[[ Data, beginning ]]
pub mod create;
pub mod delete;
pub mod get;
pub mod list;
pub mod update;

use actix_web::{HttpRequest, HttpResponse, Result as ActixResult};
use chrono::NaiveTime;
use std::sync::Arc;

use crate::models::{
    ApiResponse, ErrorCode,
    schedules::requests::{CreateScheduleRequest, ScheduleListQuery, UpdateScheduleRequest},
};
use crate::services::common::storage_error_response;
use crate::storage::Storage;

pub struct ScheduleService {
    storage: Option<Arc<dyn Storage>>,
}

impl ScheduleService {
    pub fn new_lazy() -> Self {
        Self { storage: None }
    }

    pub(crate) fn get_storage(&self, request: &HttpRequest) -> Arc<dyn Storage> {
        if let Some(storage) = &self.storage {
            storage.clone()
        } else {
            request
                .app_data::<actix_web::web::Data<Arc<dyn Storage>>>()
                .expect("Storage not found in app data")
                .get_ref()
                .clone()
        }
    }

    pub async fn list_schedules(
        &self,
        request: &HttpRequest,
        query: ScheduleListQuery,
    ) -> ActixResult<HttpResponse> {
        list::list_schedules(self, request, query).await
    }

    pub async fn create_schedule(
        &self,
        request: &HttpRequest,
        schedule_data: CreateScheduleRequest,
    ) -> ActixResult<HttpResponse> {
        create::create_schedule(self, request, schedule_data).await
    }

    pub async fn get_schedule(
        &self,
        request: &HttpRequest,
        schedule_id: i64,
    ) -> ActixResult<HttpResponse> {
        get::get_schedule(self, request, schedule_id).await
    }

    pub async fn update_schedule(
        &self,
        request: &HttpRequest,
        schedule_id: i64,
        update_data: UpdateScheduleRequest,
    ) -> ActixResult<HttpResponse> {
        update::update_schedule(self, request, schedule_id, update_data).await
    }

    pub async fn delete_schedule(
        &self,
        request: &HttpRequest,
        schedule_id: i64,
    ) -> ActixResult<HttpResponse> {
        delete::delete_schedule(self, request, schedule_id).await
    }
}

/// 星期取值 0（周日）到 6（周六），开始时间必须早于结束时间
pub(crate) fn validate_slot(
    day_of_week: i32,
    start_time: NaiveTime,
    end_time: NaiveTime,
) -> Result<(), String> {
    if !(0..=6).contains(&day_of_week) {
        return Err("day_of_week must be between 0 (Sunday) and 6 (Saturday)".to_string());
    }
    if start_time >= end_time {
        return Err("start_time must be earlier than end_time".to_string());
    }
    Ok(())
}

/// 授课教师必须全部存在
pub(crate) async fn ensure_teachers_exist(
    storage: &Arc<dyn Storage>,
    teacher_ids: &[i64],
) -> Result<(), HttpResponse> {
    for &teacher_id in teacher_ids {
        match storage.get_teacher_by_id(teacher_id).await {
            Ok(Some(_)) => {}
            Ok(None) => {
                return Err(HttpResponse::NotFound().json(ApiResponse::error_empty(
                    ErrorCode::TeacherNotFound,
                    format!("Teacher {teacher_id} not found"),
                )));
            }
            Err(e) => return Err(storage_error_response(&e, ErrorCode::Conflict, "查询教师失败")),
        }
    }
    Ok(())
}

pub(crate) fn schedule_not_found() -> HttpResponse {
    HttpResponse::NotFound().json(ApiResponse::error_empty(
        ErrorCode::ScheduleNotFound,
        "Schedule not found",
    ))
}

#[cfg(test)]
mod tests {
    use super::*;

    fn t(h: u32, m: u32) -> NaiveTime {
        NaiveTime::from_hms_opt(h, m, 0).unwrap()
    }

    #[test]
    fn test_validate_slot() {
        assert!(validate_slot(0, t(8, 0), t(9, 30)).is_ok());
        assert!(validate_slot(6, t(13, 0), t(14, 0)).is_ok());
        assert!(validate_slot(7, t(8, 0), t(9, 0)).is_err());
        assert!(validate_slot(-1, t(8, 0), t(9, 0)).is_err());
        assert!(validate_slot(2, t(9, 0), t(9, 0)).is_err());
        assert!(validate_slot(2, t(10, 0), t(9, 0)).is_err());
    }
}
[[ Data, end ]]
Copy all lines from the data above that contain the word "return".

| Answer space |
        return Err("day_of_week must be between 0 (Sunday) and 6 (Saturday)".to_string());
        return Err("start_time must be earlier than end_time".to_string());
                return Err(HttpResponse::NotFound().json(ApiResponse::error_empty(
            Err(e) => return Err(storage_error_response(&e, ErrorCode::Conflict, "查询教师失败")),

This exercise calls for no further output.